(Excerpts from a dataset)
+-------+

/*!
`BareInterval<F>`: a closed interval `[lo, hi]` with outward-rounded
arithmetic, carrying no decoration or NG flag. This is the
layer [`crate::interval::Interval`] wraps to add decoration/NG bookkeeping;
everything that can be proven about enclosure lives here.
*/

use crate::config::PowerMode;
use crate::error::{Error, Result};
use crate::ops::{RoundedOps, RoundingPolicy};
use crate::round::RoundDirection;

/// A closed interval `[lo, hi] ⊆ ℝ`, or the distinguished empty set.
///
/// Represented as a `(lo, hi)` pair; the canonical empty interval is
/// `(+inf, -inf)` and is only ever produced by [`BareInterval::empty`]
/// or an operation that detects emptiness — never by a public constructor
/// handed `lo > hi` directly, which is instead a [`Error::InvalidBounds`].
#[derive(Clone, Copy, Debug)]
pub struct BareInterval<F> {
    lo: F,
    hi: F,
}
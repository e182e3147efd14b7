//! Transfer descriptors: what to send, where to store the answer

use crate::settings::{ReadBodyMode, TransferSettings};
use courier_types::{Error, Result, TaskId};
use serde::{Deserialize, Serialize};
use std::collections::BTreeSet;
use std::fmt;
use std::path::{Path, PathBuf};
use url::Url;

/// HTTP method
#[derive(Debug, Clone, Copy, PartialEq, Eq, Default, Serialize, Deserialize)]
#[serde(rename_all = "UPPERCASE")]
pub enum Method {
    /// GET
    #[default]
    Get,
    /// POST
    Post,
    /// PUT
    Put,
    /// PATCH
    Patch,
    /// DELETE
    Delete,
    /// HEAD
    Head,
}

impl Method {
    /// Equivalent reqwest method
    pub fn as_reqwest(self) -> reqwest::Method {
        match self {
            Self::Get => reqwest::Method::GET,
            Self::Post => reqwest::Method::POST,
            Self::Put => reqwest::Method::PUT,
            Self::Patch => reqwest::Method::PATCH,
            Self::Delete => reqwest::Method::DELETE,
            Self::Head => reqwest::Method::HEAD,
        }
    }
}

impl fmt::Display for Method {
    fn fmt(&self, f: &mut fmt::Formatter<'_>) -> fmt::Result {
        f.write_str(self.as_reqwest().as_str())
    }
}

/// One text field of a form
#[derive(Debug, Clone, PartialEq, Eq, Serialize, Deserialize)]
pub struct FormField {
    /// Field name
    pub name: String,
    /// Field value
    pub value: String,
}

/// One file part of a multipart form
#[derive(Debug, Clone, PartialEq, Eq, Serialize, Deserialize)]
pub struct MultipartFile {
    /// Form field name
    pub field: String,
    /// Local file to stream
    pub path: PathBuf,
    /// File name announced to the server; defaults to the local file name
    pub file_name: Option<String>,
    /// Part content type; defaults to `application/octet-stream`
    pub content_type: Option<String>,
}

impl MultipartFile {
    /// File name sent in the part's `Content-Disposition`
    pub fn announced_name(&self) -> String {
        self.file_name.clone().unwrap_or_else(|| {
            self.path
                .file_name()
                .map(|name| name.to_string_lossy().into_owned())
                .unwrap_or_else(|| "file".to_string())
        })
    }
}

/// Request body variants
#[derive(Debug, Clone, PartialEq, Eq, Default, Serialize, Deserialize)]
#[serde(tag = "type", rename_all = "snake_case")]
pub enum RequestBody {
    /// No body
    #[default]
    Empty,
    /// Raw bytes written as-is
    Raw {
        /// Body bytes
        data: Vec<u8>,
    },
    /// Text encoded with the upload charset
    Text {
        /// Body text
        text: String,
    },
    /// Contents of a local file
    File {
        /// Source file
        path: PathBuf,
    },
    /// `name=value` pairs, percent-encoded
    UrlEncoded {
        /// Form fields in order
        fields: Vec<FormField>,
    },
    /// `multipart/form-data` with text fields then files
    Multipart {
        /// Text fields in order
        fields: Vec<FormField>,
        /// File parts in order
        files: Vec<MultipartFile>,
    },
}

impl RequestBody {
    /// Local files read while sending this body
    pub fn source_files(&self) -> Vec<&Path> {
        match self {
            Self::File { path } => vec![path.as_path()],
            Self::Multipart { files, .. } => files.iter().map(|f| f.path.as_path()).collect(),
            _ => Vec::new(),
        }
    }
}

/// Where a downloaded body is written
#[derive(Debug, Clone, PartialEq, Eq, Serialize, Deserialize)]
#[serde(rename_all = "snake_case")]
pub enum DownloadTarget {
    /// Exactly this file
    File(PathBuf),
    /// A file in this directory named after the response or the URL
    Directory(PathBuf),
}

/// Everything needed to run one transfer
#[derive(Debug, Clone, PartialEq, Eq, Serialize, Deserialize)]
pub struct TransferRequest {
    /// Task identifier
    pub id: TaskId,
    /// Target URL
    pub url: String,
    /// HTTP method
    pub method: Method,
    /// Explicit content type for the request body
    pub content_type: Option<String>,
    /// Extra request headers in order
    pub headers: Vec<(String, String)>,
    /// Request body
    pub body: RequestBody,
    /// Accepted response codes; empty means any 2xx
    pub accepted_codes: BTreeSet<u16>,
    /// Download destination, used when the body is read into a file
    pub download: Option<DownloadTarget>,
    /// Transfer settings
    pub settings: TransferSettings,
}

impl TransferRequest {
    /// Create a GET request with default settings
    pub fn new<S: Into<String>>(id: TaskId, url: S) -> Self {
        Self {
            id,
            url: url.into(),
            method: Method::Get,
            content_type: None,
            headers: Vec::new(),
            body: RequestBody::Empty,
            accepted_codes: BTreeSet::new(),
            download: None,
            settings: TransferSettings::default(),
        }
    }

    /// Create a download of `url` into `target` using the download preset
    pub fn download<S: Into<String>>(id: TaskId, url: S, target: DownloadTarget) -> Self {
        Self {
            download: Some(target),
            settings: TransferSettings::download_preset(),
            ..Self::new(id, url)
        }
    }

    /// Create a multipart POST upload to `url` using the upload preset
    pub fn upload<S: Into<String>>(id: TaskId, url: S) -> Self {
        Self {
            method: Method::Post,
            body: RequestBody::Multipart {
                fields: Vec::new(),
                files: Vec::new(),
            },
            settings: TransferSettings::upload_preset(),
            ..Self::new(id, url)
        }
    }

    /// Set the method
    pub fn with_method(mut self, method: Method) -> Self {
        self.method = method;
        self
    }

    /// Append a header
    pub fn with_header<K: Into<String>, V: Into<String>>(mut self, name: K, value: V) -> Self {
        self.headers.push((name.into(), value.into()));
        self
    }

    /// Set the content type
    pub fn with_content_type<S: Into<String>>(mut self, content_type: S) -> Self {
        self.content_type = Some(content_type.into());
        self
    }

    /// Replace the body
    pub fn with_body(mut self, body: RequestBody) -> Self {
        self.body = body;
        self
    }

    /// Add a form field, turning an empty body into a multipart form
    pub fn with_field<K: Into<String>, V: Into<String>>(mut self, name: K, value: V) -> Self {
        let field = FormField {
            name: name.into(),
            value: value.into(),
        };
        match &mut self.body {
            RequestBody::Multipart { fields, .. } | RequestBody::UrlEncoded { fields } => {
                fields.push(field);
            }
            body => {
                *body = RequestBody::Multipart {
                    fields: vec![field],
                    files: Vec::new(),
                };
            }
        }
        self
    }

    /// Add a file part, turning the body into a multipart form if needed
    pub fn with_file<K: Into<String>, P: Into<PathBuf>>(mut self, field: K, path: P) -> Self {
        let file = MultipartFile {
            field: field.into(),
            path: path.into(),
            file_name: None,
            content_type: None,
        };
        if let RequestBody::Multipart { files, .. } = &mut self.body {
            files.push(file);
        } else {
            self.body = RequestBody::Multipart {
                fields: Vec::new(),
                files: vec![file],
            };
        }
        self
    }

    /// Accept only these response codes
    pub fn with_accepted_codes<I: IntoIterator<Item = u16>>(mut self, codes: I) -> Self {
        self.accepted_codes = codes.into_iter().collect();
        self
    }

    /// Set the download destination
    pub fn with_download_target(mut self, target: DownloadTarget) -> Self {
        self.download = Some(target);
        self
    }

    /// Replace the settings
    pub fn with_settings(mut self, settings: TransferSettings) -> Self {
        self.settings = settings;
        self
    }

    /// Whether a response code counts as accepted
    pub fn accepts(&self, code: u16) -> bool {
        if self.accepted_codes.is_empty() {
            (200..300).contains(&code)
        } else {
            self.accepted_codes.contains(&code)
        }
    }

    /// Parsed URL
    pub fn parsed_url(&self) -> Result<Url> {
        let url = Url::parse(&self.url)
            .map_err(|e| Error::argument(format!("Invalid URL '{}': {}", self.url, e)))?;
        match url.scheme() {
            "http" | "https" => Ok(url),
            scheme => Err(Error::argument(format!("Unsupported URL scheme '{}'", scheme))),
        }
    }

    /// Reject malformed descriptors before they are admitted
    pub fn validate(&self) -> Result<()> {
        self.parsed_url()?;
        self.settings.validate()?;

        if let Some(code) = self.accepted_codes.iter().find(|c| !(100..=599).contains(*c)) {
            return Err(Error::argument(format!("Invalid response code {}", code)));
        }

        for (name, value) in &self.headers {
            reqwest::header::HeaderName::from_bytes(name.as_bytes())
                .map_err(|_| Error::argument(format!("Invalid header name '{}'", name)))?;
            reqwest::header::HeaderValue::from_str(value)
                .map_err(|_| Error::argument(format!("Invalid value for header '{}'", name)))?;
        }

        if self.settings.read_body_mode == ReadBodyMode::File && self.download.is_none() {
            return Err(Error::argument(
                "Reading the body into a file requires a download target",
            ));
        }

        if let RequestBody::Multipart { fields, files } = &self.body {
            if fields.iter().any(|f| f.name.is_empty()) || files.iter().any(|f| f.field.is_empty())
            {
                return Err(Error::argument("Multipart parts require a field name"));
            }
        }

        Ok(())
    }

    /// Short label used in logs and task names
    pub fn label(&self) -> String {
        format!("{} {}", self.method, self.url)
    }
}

+-------+

Look through the entries above and copy each line that has "order" in it.

EXERCISE ANSWER >>
        /// Form fields in order
        /// Text fields in order
        /// File parts in order
    /// Extra request headers in order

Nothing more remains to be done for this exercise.